2026-06-02 中国科学院(CAS)
Overview of nematode diversity, distribution and adaptations in desert regions. (Image by XIEG)
<関連情報>
- https://english.cas.cn/newsroom/research-news/202606/t20260602_1160363.shtml
- https://www.sciencedirect.com/science/article/abs/pii/S0012825226000930
砂漠の守護者たち:地球上で最も過酷な生態系に生息する土壌線虫の知られざる世界 Global guardians of the desert: The unseen world of soil nematodes in Earth’s most extreme ecosystems
Waqar Islam, Fanjiang Zeng, Mohammed O. Alshaharni, Zhang Zhihao
Earth-Science Reviews Available online: 28 March 2026
DOI:https://doi.org/10.1016/j.earscirev.2026.105482
Abstract
Desert ecosystems, which occupy nearly one-third of Earth’s terrestrial surface, are shaped by extreme abiotic constraints that severely limit biological activity. Soil nematodes, as the most abundant and functionally diverse metazoans in these environments, are hypothesized to play critical but poorly quantified roles in arid-land biogeochemistry. This review synthesizes global research to evaluate the mechanisms enabling nematode persistence and their functional contributions to desert soil processes. We specifically examine: (i) patterns of taxonomic and functional diversity across desert biomes; (ii) survival strategies, including anhydrobiosis, dormancy, and osmolyte regulation, that confer tolerance to osmotic and thermal extremes; and (iii) how nematode trophic interactions (bacterivory, fungivory, parasitism, and predation) directly influence carbon mineralization, nitrogen turnover, and plant–soil feedbacks.
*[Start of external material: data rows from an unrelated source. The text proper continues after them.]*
//! CSV codec for the ledger file.
//!
//! Columns are `citation-code`, `add-date`, the configured info headers,
//! then any extra columns the user added, in the order they appear in the
//! file. The raw text read at open time is kept as the rollback snapshot.

use std::path::{Path, PathBuf};

use chrono::{DateTime, Utc};

use crate::error::{CiteError, Result};
use crate::ports::FileSystem;
use crate::record::{CitationRecord, FieldValue, IdKind, ADD_DATE_FIELD, PROGRAM_HEADERS, TYPE_FIELD};

use super::RecordLedger;

/// The ledger's backing file.
pub struct LedgerFile<'a> {
    fs: &'a dyn FileSystem,
    path: PathBuf,
    missing: String,
    headers: Vec<String>,
    snapshot: Option<String>,
}

impl<'a> LedgerFile<'a> {
    /// Reads the ledger at `path` and returns the file handle plus its rows,
    /// each paired with the one-based file line it starts on.
    ///
    /// A missing file yields no rows. Blank rows are skipped. Rows without an
    /// `add-date` get `now`, and rows without a `type` get `book` when they
    /// only carry an ISBN and `article` otherwise.
    ///
    /// # Errors
    ///
    /// Returns [`CiteError::Io`] if the file cannot be read and
    /// [`CiteError::Parse`] if it is not valid CSV.
    pub fn open(
        fs: &'a dyn FileSystem,
        path: &Path,
        info_headers: &[String],
        missing: &str,
        now: DateTime<Utc>,
    ) -> Result<(Self, Vec<(usize, CitationRecord)>)> {
        let mut headers: Vec<String> = PROGRAM_HEADERS
            .iter()
            .map(|h| (*h).to_string())
            .chain(info_headers.iter().cloned())
            .collect();
        let mut file = Self {
            fs,
            path: path.to_path_buf(),
            missing: missing.to_string(),
            headers: Vec::new(),
            snapshot: None,
        };
        if !fs.exists(path) {
            tracing::debug!(path = %path.display(), "no ledger file yet");
            file.headers = headers;
            return Ok((file, Vec::new()));
        }

        let text = fs.read_to_string(path).map_err(|e| CiteError::io(path, e))?;
        let parse_err = |e: ::csv::Error| CiteError::Parse { path: path.to_path_buf(), message: e.to_string() };
        let mut reader = ::csv::ReaderBuilder::new().flexible(true).from_reader(text.as_bytes());
        let file_headers: Vec<String> = reader.headers().map_err(parse_err)?.iter().map(String::from).collect();
        for header in &file_headers {
            if !headers.contains(header) {
                headers.push(header.clone());
            }
        }

        let default_date = now.format("%Y-%m-%dT%H:%M:%S").to_string();
        let mut rows = Vec::new();
        for result in reader.records() {
            let cells = result.map_err(parse_err)?;
            if cells.iter().all(str::is_empty) {
                continue;
            }
            let line = cells.position().map_or(0, |p| usize::try_from(p.line()).unwrap_or(usize::MAX));
            let mut record = CitationRecord::default();
            for header in &headers {
                let cell = file_headers.iter().position(|h| h == header).and_then(|i| cells.get(i));
                record.set(header.as_str(), cell.map_or(FieldValue::Missing, |c| FieldValue::from_cell(c, missing)));
            }
            if !record.has(ADD_DATE_FIELD) {
                record.set(ADD_DATE_FIELD, default_date.as_str());
            }
            if !record.has(TYPE_FIELD) {
                let kind = if record.has(IdKind::Isbn.field()) && !record.has(IdKind::Doi.field()) {
                    IdKind::Isbn
                } else {
                    IdKind::Doi
                };
                record.set(TYPE_FIELD, kind.default_type());
            }
            rows.push((line, record));
        }
        tracing::debug!(path = %path.display(), rows = rows.len(), "read ledger");

        file.headers = headers;
        file.snapshot = Some(text);
        Ok((file, rows))
    }

    /// Column order used when writing.
    #[must_use]
    pub fn headers(&self) -> &[String] {
        &self.headers
    }

    /// Path of the backing file.
    #[must_use]
    pub fn path(&self) -> &Path {
        &self.path
    }

    /// Renders `ledger` as CSV text.
    ///
    /// # Errors
    ///
    /// Returns [`CiteError::Parse`] if the CSV writer fails.
    pub fn render(&self, ledger: &RecordLedger) -> Result<String> {
        let write_err = |message: String| CiteError::Parse { path: self.path.clone(), message };
        let mut writer = ::csv::WriterBuilder::new()
            .terminator(::csv::Terminator::Any(b'\n'))
            .from_writer(Vec::new());
        writer.write_record(&self.headers).map_err(|e| write_err(e.to_string()))?;
        for record in ledger.records() {
            let cells = self.headers.iter().map(|h| record.get(h).to_cell(&self.missing));
            writer.write_record(cells).map_err(|e| write_err(e.to_string()))?;
        }
        let bytes = writer.into_inner().map_err(|e| write_err(e.to_string()))?;
        String::from_utf8(bytes).map_err(|e| write_err(e.to_string()))
    }

    /// Writes `ledger` to the backing file.
    ///
    /// Nothing is written when the ledger is empty and there was no file.
    ///
    /// # Errors
    ///
    /// Returns [`CiteError::Io`] if the write fails.
    pub fn save(&self, ledger: &RecordLedger) -> Result<()> {
        if ledger.is_empty() && self.snapshot.is_none() {
            return Ok(());
        }
        let text = self.render(ledger)?;
        self.fs.write(&self.path, &text).map_err(|e| CiteError::io(&self.path, e))?;
        tracing::info!(path = %self.path.display(), rows = ledger.len(), "saved ledger");
        Ok(())
    }

    /// Puts the file back the way it was when it was opened.
    ///
    /// A file that still holds its original bytes is not rewritten.
    ///
    /// # Errors
    ///
    /// Returns [`CiteError::Io`] if the restore fails.
    pub fn restore(&self) -> Result<()> {
        match &self.snapshot {
            Some(text) if self.fs.read_to_string(&self.path).is_ok_and(|current| current == *text) => Ok(()),
            Some(text) => self.fs.write(&self.path, text),
            None if self.fs.exists(&self.path) => self.fs.remove(&self.path),
            None => Ok(()),
        }
        .map_err(|e| CiteError::io(&self.path, e))
    }
}
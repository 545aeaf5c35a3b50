//! Error taxonomy shared by every layer of the crate.
//!
//! Errors fall into two classes. *Reported* errors describe bad input
//! (a malformed address, an invalid ledger row, an unknown code) and are
//! raised before anything on disk has been touched. Everything else is
//! *fatal*: it may surface mid-run and makes the coordinator roll back.

use std::path::{Path, PathBuf};

use thiserror::Error;

/// Convenience alias used across the crate.
pub type Result<T> = std::result::Result<T, CiteError>;

/// Every failure the crate can produce.
#[derive(Debug, Error)]
pub enum CiteError {
    /// Bad argument to a pure helper (suffix codec, identifier parsing).
    #[error("invalid input: {0}")]
    InvalidInput(String),

    /// A ledger row carries a code that does not round-trip through the allocator.
    #[error("invalid citation code \"{code}\" (ledger line {line}): {reason}")]
    InvalidCitationCode {
        /// The offending code as found in the ledger.
        code: String,
        /// One-based line of the row in the ledger file.
        line: usize,
        /// What is wrong and how to fix it.
        reason: String,
    },

    /// The same code appears on two ledger rows.
    #[error("citation code \"{code}\" appears on ledger lines {first} and {second}")]
    DuplicateCitationCode {
        /// The repeated code.
        code: String,
        /// Line of the first occurrence.
        first: usize,
        /// Line of the repeat.
        second: usize,
    },

    /// A request referenced a code the ledger does not hold.
    #[error("citation code \"{0}\" is not in the ledger")]
    UnknownCitationCode(String),

    /// An address expression is malformed or was applied to the wrong shape of data.
    #[error("address \"{address}\": {reason}")]
    AddressFormat {
        /// The full expression.
        address: String,
        /// What went wrong.
        reason: String,
    },

    /// Settings failed validation.
    #[error("configuration error: {0}")]
    Config(String),

    /// The ledger or a bibliography file could not be parsed.
    #[error("failed to parse {path}: {message}")]
    Parse {
        /// File that failed to parse.
        path: PathBuf,
        /// Parser message.
        message: String,
    },

    /// A metadata provider failed with something other than a timeout.
    #[error("{provider} lookup for \"{identifier}\" failed: {message}")]
    Provider {
        /// Provider name.
        provider: String,
        /// Identifier that was looked up.
        identifier: String,
        /// Underlying error message.
        message: String,
    },

    /// Filesystem failure.
    #[error("I/O error on {path}: {message}")]
    Io {
        /// File or directory involved.
        path: PathBuf,
        /// Underlying error message.
        message: String,
    },
}

impl CiteError {
    /// Builds an [`CiteError::Io`] from a port error.
    pub fn io(path: &Path, err: impl std::fmt::Display) -> Self {
        Self::Io { path: path.to_path_buf(), message: err.to_string() }
    }

    /// Builds an [`CiteError::AddressFormat`].
    pub fn address(address: &str, reason: impl Into<String>) -> Self {
        Self::AddressFormat { address: address.to_string(), reason: reason.into() }
    }

    /// Returns `true` for input errors that are surfaced to the user as-is.
    ///
    /// Fatal errors (I/O, provider failures) return `false`.
    #[must_use]
    pub fn is_reported(&self) -> bool {
        !matches!(self, Self::Io { .. } | Self::Provider { .. })
    }
}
Evidence from case studies across the Sinai, Taklamakan, Mojave, and Inner Mongolian deserts reveals both universal adaptations and region-specific functional traits. A critical analysis identifies major research gaps, notably the lack of in situ quantification of metabolic activity, the under-characterization of lipid biochemistry in anhydrobiotic survival, and the need to integrate nematode dynamics into soil food-web and ecosystem models. By framing nematodes as key regulators of nutrient cycling and ecosystem resilience, this review establishes a mechanistic basis for their use as essential bioindicators and functional drivers in predicting desert ecosystem responses to global change.